-- Data for analysis follows --

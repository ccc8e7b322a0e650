use std::{fmt, str::FromStr};

use strum::{EnumIter, IntoEnumIterator};

#[derive(Debug, thiserror::Error, Clone, PartialEq)]
pub enum ValidationError {
    #[error("invalid input: {0}")]
    InvalidInput(String),
    #[error("activity factor {0} is not one of the supported levels")]
    InvalidActivityLevel(f64),
}

#[derive(Clone, Copy, Debug, Default, PartialEq, Eq, Hash)]
#[cfg_attr(
    feature = "serde",
    derive(serde::Serialize, serde::Deserialize),
    serde(rename_all = "lowercase")
)]
pub enum Sex {
    #[default]
    Male,
    Female,
}

impl fmt::Display for Sex {
    fn fmt(&self, f: &mut fmt::Formatter<'_>) -> fmt::Result {
        match self {
            Sex::Male => write!(f, "male"),
            Sex::Female => write!(f, "female"),
        }
    }
}

impl FromStr for Sex {
    type Err = String;

    fn from_str(s: &str) -> Result<Self, Self::Err> {
        match s.to_ascii_lowercase().as_str() {
            "male" => Ok(Sex::Male),
            "female" => Ok(Sex::Female),
            _ => Err(format!("Invalid sex \"{}\", expected male or female", s)),
        }
    }
}

#[derive(Clone, Copy, Debug, Default, PartialEq, Eq, Hash)]
#[cfg_attr(
    feature = "serde",
    derive(serde::Serialize, serde::Deserialize),
    serde(rename_all = "lowercase")
)]
pub enum UnitSystem {
    #[default]
    Metric,
    Imperial,
}

impl UnitSystem {
    pub fn weight_unit(&self) -> &'static str {
        match self {
            UnitSystem::Metric => "kg",
            UnitSystem::Imperial => "lb",
        }
    }

    pub fn height_unit(&self) -> &'static str {
        match self {
            UnitSystem::Metric => "cm",
            UnitSystem::Imperial => "in",
        }
    }
}

impl fmt::Display for UnitSystem {
    fn fmt(&self, f: &mut fmt::Formatter<'_>) -> fmt::Result {
        match self {
            UnitSystem::Metric => write!(f, "metric"),
            UnitSystem::Imperial => write!(f, "imperial"),
        }
    }
}

impl FromStr for UnitSystem {
    type Err = String;

    fn from_str(s: &str) -> Result<Self, Self::Err> {
        match s.to_ascii_lowercase().as_str() {
            "metric" => Ok(UnitSystem::Metric),
            "imperial" => Ok(UnitSystem::Imperial),
            _ => Err(format!(
                "Invalid unit system \"{}\", expected metric or imperial",
                s
            )),
        }
    }
}

/// Exercise frequency, carried on the wire as its BMR multiplier.
#[derive(Clone, Copy, Debug, Default, PartialEq, Eq, Hash, EnumIter)]
#[cfg_attr(
    feature = "serde",
    derive(serde::Serialize, serde::Deserialize),
    serde(try_from = "f64", into = "f64")
)]
pub enum ActivityLevel {
    #[default]
    Sedentary,
    Light,
    Moderate,
    Active,
    VeryActive,
}

impl ActivityLevel {
    pub fn factor(&self) -> f64 {
        match self {
            ActivityLevel::Sedentary => 1.2,
            ActivityLevel::Light => 1.375,
            ActivityLevel::Moderate => 1.55,
            ActivityLevel::Active => 1.725,
            ActivityLevel::VeryActive => 1.9,
        }
    }

    pub fn label(&self) -> &'static str {
        match self {
            ActivityLevel::Sedentary => "Sedentary (little or no exercise)",
            ActivityLevel::Light => "Light (1–3 days/week)",
            ActivityLevel::Moderate => "Moderate (3–5 days/week)",
            ActivityLevel::Active => "Active (6–7 days/week)",
            ActivityLevel::VeryActive => "Very Active (twice daily or physical job)",
        }
    }
}

impl From<ActivityLevel> for f64 {
    fn from(level: ActivityLevel) -> Self {
        level.factor()
    }
}

impl TryFrom<f64> for ActivityLevel {
    type Error = ValidationError;

    fn try_from(factor: f64) -> Result<Self, Self::Error> {
        ActivityLevel::iter()
            .find(|level| level.factor() == factor)
            .ok_or(ValidationError::InvalidActivityLevel(factor))
    }
}

impl fmt::Display for ActivityLevel {
    fn fmt(&self, f: &mut fmt::Formatter<'_>) -> fmt::Result {
        write!(f, "{}", self.factor())
    }
}

impl FromStr for ActivityLevel {
    type Err = String;

    fn from_str(s: &str) -> Result<Self, Self::Err> {
        s.trim()
            .parse::<f64>()
            .map_err(|_| format!("Invalid activity factor \"{}\"", s))
            .and_then(|factor| ActivityLevel::try_from(factor).map_err(|e| e.to_string()))
    }
}

/// Request body accepted by the calculation endpoint, before validation.
#[derive(Clone, Debug, PartialEq)]
#[cfg_attr(
    feature = "serde",
    derive(serde::Serialize, serde::Deserialize),
    serde(rename_all = "camelCase")
)]
pub struct CalculationRequest {
    pub age: f64,
    pub weight: f64,
    pub height: f64,
    pub sex: Sex,
    pub activity_factor: f64,
    pub unit_system: UnitSystem,
}

/// Validated biometrics. Weight and height are in the units of `unit_system`.
#[derive(Clone, Debug, PartialEq)]
pub struct BiometricInput {
    age: u32,
    weight: f64,
    height: f64,
    sex: Sex,
    activity: ActivityLevel,
    unit_system: UnitSystem,
}

impl BiometricInput {
    pub fn new(
        age: u32,
        weight: f64,
        height: f64,
        sex: Sex,
        activity: ActivityLevel,
        unit_system: UnitSystem,
    ) -> Result<Self, ValidationError> {
        if age == 0 {
            return Err(ValidationError::InvalidInput(
                "age must be a positive number of years".to_owned(),
            ));
        }
        check_positive("weight", weight)?;
        check_positive("height", height)?;

        Ok(Self {
            age,
            weight,
            height,
            sex,
            activity,
            unit_system,
        })
    }

    pub fn age(&self) -> u32 {
        self.age
    }

    pub fn weight(&self) -> f64 {
        self.weight
    }

    pub fn height(&self) -> f64 {
        self.height
    }

    pub fn sex(&self) -> Sex {
        self.sex
    }

    pub fn activity(&self) -> ActivityLevel {
        self.activity
    }

    pub fn unit_system(&self) -> UnitSystem {
        self.unit_system
    }
}

fn check_positive(name: &str, value: f64) -> Result<(), ValidationError> {
    if value.is_finite() && value > 0.0 {
        Ok(())
    } else {
        Err(ValidationError::InvalidInput(format!(
            "{} must be a positive number, got {}",
            name, value
        )))
    }
}

impl TryFrom<CalculationRequest> for BiometricInput {
    type Error = ValidationError;

    fn try_from(request: CalculationRequest) -> Result<Self, Self::Error> {
        check_positive("age", request.age)?;
        if request.age.fract() != 0.0 || request.age > u32::MAX as f64 {
            return Err(ValidationError::InvalidInput(format!(
                "age must be a whole number of years, got {}",
                request.age
            )));
        }
        let activity = ActivityLevel::try_from(request.activity_factor)?;

        BiometricInput::new(
            request.age as u32,
            request.weight,
            request.height,
            request.sex,
            activity,
            request.unit_system,
        )
    }
}

impl From<&BiometricInput> for CalculationRequest {
    fn from(input: &BiometricInput) -> Self {
        Self {
            age: input.age as f64,
            weight: input.weight,
            height: input.height,
            sex: input.sex,
            activity_factor: input.activity.factor(),
            unit_system: input.unit_system,
        }
    }
}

-- Data for analysis concluded --

Task objective
The word "must" may appear in several lines of the data; copy every line where it does.

Written answer
                "age must be a positive number of years".to_owned(),
            "{} must be a positive number, got {}",
                "age must be a whole number of years, got {}",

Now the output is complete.